Provide only the number of lines in the records below that include "CliConfig".

### Saved data entries
-- Opening Marker --

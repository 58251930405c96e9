use crate::config::{Command, TomlConfig};
use crate::core::batch::discount_price_list;
use crate::core::calculator::calculate;
use crate::core::discount::calculate_discount;
use crate::core::PasswordRule;
use crate::utils::error::Result;
use serde::Serialize;
use std::fmt;

/// 一個指令的結果，可輸出為文字或 JSON
#[derive(Debug, Clone, PartialEq, Serialize)]
#[serde(tag = "command", rename_all = "kebab-case")]
pub enum CommandOutput {
    Calc {
        a: f64,
        operator: String,
        b: f64,
        result: f64,
    },
    Password {
        valid: bool,
        #[serde(skip_serializing_if = "Option::is_none")]
        violations: Option<Vec<PasswordRule>>,
    },
    Discount {
        price: f64,
        percentage: f64,
        result: f64,
    },
    DiscountBatch {
        output: String,
        rows: usize,
    },
}

impl CommandOutput {
    /// 只有密碼檢查失敗時回傳非零
    pub fn exit_code(&self) -> i32 {
        match self {
            Self::Password { valid: false, .. } => 1,
            _ => 0,
        }
    }

    pub fn to_json(&self) -> Result<String> {
        Ok(serde_json::to_string(self)?)
    }
}

impl fmt::Display for CommandOutput {
    fn fmt(&self, f: &mut fmt::Formatter<'_>) -> fmt::Result {
        match self {
            Self::Calc {
                a,
                operator,
                b,
                result,
            } => write!(f, "{} {} {} = {}", a, operator, b, result),
            Self::Password { valid, violations } => {
                if *valid {
                    write!(f, "✅ Password is valid")?;
                } else {
                    write!(f, "❌ Password is invalid")?;
                }
                for rule in violations.iter().flatten() {
                    write!(f, "\n  - {}", rule)?;
                }
                Ok(())
            }
            Self::Discount {
                price,
                percentage,
                result,
            } => write!(f, "{} - {}% = {}", price, percentage, result),
            Self::DiscountBatch { output, rows } => {
                write!(f, "📁 {} discounted prices saved to: {}", rows, output)
            }
        }
    }
}

pub fn execute(command: &Command, config: &TomlConfig) -> Result<CommandOutput> {
    tracing::debug!("Executing command: {:?}", command);

    match command {
        Command::Calc { a, operator, b } => Ok(CommandOutput::Calc {
            a: *a,
            operator: operator.clone(),
            b: *b,
            result: calculate(*a, *b, operator)?,
        }),
        Command::Password { candidate, explain } => {
            let policy = config.password_policy();
            let valid = policy.is_valid(candidate);
            let violations = explain.then(|| policy.violations(candidate));
            Ok(CommandOutput::Password { valid, violations })
        }
        Command::Discount { price, percentage } => Ok(CommandOutput::Discount {
            price: *price,
            percentage: *percentage,
            result: calculate_discount(*price, *percentage)?,
        }),
        Command::DiscountBatch {
            input,
            output,
            percentage,
        } => {
            let rows = discount_price_list(input, output, *percentage)?;
            Ok(CommandOutput::DiscountBatch {
                output: output.clone(),
                rows,
            })
        }
    }
}
use crate::core::{DiscountRequest, FallibleOperation};
use crate::utils::error::{LmsError, Result};
use crate::utils::validation::is_within_range;

pub const MIN_PERCENTAGE: f64 = 0.0;
pub const MAX_PERCENTAGE: f64 = 100.0;

pub fn check_percentage(percentage: f64) -> Result<()> {
    if !is_within_range(percentage, MIN_PERCENTAGE, MAX_PERCENTAGE) {
        tracing::warn!(percentage, "discount percentage out of range");
        return Err(LmsError::invalid_argument(
            "Discount percentage must be between 0 and 100",
        ));
    }
    Ok(())
}

/// 價格不做檢查，只檢查折扣百分比 (0 到 100，含邊界)
pub fn calculate_discount(price: f64, percentage: f64) -> Result<f64> {
    check_percentage(percentage)?;
    Ok(price * (1.0 - percentage / 100.0))
}

#[derive(Debug, Clone, Copy, Default)]
pub struct DiscountCalculator;

impl FallibleOperation<DiscountRequest> for DiscountCalculator {
    type Output = f64;

    fn apply(&self, input: DiscountRequest) -> Result<f64> {
        calculate_discount(input.price, input.percentage)
    }
}

#[cfg(test)]
mod tests {
    use super::*;

    #[test]
    fn test_calculate_discount_valid() {
        assert_eq!(calculate_discount(100.0, 10.0).unwrap(), 90.0);
        assert_eq!(calculate_discount(200.0, 50.0).unwrap(), 100.0);
        assert_eq!(calculate_discount(150.0, 0.0).unwrap(), 150.0);
        assert_eq!(calculate_discount(150.0, 100.0).unwrap(), 0.0);
    }

    #[test]
    fn test_calculate_discount_invalid_percentage() {
        for percentage in [-10.0, 110.0, 100.0001, f64::NAN] {
            let err = calculate_discount(100.0, percentage).unwrap_err();
            assert!(matches!(err, LmsError::InvalidArgument { .. }));
        }
    }

    #[test]
    fn test_negative_price_passes_through() {
        assert_eq!(calculate_discount(-100.0, 50.0).unwrap(), -50.0);
    }

    #[test]
    fn test_discount_calculator_operation() {
        let request = DiscountRequest {
            price: 200.0,
            percentage: 50.0,
        };
        assert_eq!(DiscountCalculator.apply(request).unwrap(), 100.0);
        assert!(DiscountCalculator
            .apply(DiscountRequest {
                price: 200.0,
                percentage: -1.0
            })
            .is_err());
    }
}
use clap::Parser;
use lms_core::app::commands::execute;
use lms_core::utils::{logger, validation::Validate};
use lms_core::{CliConfig, LmsError, TomlConfig};

fn load_config(path: Option<&str>) -> anyhow::Result<TomlConfig> {
    let config = match path {
        Some(path) => TomlConfig::from_file(path)?,
        None => TomlConfig::default(),
    };
    config.validate()?;
    Ok(config)
}

/// 設定檔載入失敗時的建議；驗證失敗與 TOML 語法錯誤分開說明
fn config_failure_hint(error: &anyhow::Error) -> &'static str {
    match error.downcast_ref::<LmsError>() {
        Some(e) => e.recovery_suggestion(),
        None => "Make sure the file exists and is valid TOML format",
    }
}

fn main() {
    let cli = CliConfig::parse();

    // 載入並驗證配置
    let config = match load_config(cli.config.as_deref()) {
        Ok(config) => config,
        Err(e) => {
            eprintln!("❌ Failed to load config: {:#}", e);
            eprintln!("💡 {}", config_failure_hint(&e));
            std::process::exit(1);
        }
    };

    // 初始化日誌
    if config.json_logs() {
        logger::init_json_logger(cli.verbose, config.log_level());
    } else {
        logger::init_cli_logger(cli.verbose, config.log_level());
    }

    tracing::info!("Starting lms-core CLI");
    if cli.verbose {
        tracing::debug!("CLI config: {:?}", cli);
    }

    if let Err(e) = cli.validate() {
        tracing::error!("❌ Argument validation failed: {}", e);
        eprintln!("❌ {}", e.user_friendly_message());
        std::process::exit(1);
    }

    match execute(&cli.command, &config) {
        Ok(output) => {
            if cli.json {
                match output.to_json() {
                    Ok(json) => println!("{}", json),
                    Err(e) => {
                        eprintln!("❌ {}", e.user_friendly_message());
                        std::process::exit(1);
                    }
                }
            } else {
                println!("{}", output);
            }
            std::process::exit(output.exit_code());
        }
        Err(e) => {
            tracing::error!(
                "❌ Command failed: {} (Category: {:?}, Severity: {:?})",
                e,
                e.category(),
                e.severity()
            );

            eprintln!("❌ {}", e.user_friendly_message());
            eprintln!("💡 {}", e.recovery_suggestion());

            std::process::exit(e.exit_code());
        }
    }
}

#[cfg(test)]
mod tests {
    use super::*;
    use std::io::Write;
    use tempfile::NamedTempFile;

    fn config_file(content: &str) -> NamedTempFile {
        let mut file = NamedTempFile::new().unwrap();
        file.write_all(content.as_bytes()).unwrap();
        file
    }

    #[test]
    fn test_out_of_range_value_gets_validation_hint() {
        let file = config_file("[password]\nmin_length = 0\n");
        let err = load_config(file.path().to_str()).unwrap_err();
        assert_eq!(config_failure_hint(&err), "Check the configuration file values");
    }

    #[test]
    fn test_bad_toml_gets_syntax_hint() {
        let file = config_file("[password\n");
        let err = load_config(file.path().to_str()).unwrap_err();
        assert_eq!(
            config_failure_hint(&err),
            "Make sure the configuration file is valid TOML"
        );
    }

    #[test]
    fn test_missing_file_gets_io_hint() {
        let err = load_config(Some("/nonexistent/lms-core.toml")).unwrap_err();
        assert_eq!(
            config_failure_hint(&err),
            "Check that the file exists and is readable/writable"
        );
    }

    #[test]
    fn test_no_config_path_uses_defaults() {
        let config = load_config(None).unwrap();
        assert_eq!(config.password_policy().min_length, 8);
    }
}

-- Closing Marker --

### Solution
2